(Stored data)
***

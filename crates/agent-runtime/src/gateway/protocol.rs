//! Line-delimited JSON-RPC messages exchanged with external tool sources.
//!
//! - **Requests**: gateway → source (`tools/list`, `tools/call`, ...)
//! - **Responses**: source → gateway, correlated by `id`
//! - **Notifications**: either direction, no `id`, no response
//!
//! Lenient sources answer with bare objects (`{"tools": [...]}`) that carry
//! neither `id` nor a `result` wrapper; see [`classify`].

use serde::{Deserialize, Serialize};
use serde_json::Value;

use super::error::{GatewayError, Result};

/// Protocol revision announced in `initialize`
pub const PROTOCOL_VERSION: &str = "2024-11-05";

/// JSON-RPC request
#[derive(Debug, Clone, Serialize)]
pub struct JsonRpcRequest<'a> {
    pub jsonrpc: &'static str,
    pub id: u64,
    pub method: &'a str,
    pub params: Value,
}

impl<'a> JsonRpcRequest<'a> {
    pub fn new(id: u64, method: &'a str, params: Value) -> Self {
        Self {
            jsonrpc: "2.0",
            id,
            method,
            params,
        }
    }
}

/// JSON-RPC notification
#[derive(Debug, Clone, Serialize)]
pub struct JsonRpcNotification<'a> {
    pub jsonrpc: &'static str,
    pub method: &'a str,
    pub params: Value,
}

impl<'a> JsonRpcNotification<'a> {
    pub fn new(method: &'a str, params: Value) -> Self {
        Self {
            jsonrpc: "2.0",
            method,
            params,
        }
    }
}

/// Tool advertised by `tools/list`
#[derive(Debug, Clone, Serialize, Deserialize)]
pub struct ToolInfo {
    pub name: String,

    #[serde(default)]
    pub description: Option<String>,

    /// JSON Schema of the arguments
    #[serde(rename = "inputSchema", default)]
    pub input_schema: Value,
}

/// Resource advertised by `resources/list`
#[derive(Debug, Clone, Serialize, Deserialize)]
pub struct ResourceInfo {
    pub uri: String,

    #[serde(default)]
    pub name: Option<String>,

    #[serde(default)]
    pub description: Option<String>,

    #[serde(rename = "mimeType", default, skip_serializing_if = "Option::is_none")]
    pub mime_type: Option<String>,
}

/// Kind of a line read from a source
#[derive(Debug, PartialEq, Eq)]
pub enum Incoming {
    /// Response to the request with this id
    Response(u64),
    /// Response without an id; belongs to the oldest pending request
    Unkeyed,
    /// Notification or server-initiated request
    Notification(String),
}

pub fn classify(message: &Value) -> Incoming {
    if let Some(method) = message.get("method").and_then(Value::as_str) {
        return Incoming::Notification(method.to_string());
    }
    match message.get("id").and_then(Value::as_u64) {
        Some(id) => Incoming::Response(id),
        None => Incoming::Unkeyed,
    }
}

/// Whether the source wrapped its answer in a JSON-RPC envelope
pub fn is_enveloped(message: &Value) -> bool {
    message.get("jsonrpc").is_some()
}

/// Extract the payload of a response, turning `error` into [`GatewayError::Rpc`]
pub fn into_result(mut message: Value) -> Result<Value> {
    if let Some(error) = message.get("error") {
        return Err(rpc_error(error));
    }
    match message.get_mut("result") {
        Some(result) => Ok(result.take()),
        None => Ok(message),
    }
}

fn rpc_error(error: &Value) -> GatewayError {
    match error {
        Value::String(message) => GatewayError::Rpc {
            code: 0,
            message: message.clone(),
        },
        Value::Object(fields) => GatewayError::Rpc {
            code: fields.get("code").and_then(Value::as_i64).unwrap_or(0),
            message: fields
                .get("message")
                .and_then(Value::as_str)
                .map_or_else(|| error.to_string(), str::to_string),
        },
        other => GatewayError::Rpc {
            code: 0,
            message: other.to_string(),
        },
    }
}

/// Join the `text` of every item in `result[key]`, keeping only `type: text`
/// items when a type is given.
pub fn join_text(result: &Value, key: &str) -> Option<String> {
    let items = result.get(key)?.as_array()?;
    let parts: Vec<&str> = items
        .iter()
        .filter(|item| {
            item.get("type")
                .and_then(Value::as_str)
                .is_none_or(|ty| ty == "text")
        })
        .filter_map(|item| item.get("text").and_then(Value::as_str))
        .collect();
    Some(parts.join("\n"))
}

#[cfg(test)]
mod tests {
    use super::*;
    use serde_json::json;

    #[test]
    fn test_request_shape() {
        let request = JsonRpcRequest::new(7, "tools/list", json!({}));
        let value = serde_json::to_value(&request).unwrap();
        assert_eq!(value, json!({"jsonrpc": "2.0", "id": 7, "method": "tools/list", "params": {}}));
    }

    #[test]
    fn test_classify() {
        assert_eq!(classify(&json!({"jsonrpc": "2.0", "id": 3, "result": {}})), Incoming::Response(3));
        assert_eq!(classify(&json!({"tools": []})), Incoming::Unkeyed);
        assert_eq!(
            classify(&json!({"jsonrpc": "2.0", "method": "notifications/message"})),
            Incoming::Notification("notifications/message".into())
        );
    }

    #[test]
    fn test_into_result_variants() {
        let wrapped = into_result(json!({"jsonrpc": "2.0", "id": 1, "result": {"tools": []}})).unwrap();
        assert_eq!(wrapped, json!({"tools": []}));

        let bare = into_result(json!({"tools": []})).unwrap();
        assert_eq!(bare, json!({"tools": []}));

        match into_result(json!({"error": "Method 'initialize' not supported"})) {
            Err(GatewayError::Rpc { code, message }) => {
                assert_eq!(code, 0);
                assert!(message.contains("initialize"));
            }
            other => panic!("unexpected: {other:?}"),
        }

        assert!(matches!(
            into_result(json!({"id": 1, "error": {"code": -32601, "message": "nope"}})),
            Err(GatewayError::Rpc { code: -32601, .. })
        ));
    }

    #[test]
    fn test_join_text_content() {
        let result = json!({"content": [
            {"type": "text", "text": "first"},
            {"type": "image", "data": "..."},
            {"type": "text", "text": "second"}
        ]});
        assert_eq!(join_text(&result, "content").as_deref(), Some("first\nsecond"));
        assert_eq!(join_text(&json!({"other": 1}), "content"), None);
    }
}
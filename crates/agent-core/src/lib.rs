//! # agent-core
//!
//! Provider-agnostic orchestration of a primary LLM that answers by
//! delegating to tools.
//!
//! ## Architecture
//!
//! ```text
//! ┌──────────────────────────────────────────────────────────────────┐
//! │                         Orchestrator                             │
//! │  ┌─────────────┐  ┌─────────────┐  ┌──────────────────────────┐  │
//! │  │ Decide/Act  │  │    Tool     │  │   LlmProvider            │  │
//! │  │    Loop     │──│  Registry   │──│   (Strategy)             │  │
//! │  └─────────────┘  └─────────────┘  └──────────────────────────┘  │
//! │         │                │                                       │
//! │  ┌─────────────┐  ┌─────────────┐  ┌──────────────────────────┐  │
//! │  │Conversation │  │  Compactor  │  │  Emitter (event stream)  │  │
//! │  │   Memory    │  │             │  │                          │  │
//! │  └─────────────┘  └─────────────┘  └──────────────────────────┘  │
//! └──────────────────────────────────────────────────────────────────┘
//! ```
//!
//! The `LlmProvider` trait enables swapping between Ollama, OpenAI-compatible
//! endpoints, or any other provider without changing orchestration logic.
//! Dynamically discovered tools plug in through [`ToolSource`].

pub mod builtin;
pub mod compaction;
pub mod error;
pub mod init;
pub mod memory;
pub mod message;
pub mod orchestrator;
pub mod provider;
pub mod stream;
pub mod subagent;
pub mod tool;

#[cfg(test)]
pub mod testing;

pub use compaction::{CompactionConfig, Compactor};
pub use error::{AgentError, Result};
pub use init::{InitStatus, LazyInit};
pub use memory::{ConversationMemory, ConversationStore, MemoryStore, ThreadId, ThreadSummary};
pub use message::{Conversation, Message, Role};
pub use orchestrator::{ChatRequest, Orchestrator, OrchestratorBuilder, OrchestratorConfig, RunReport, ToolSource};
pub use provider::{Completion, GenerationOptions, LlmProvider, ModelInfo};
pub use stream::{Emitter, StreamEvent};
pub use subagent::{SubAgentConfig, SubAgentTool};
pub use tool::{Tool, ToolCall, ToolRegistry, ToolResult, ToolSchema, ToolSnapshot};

***

YOUR INSTRUCTIONS: Going line by line through the entries above, count each line that has the word "core", then state the count alone.

RESPONSE: 2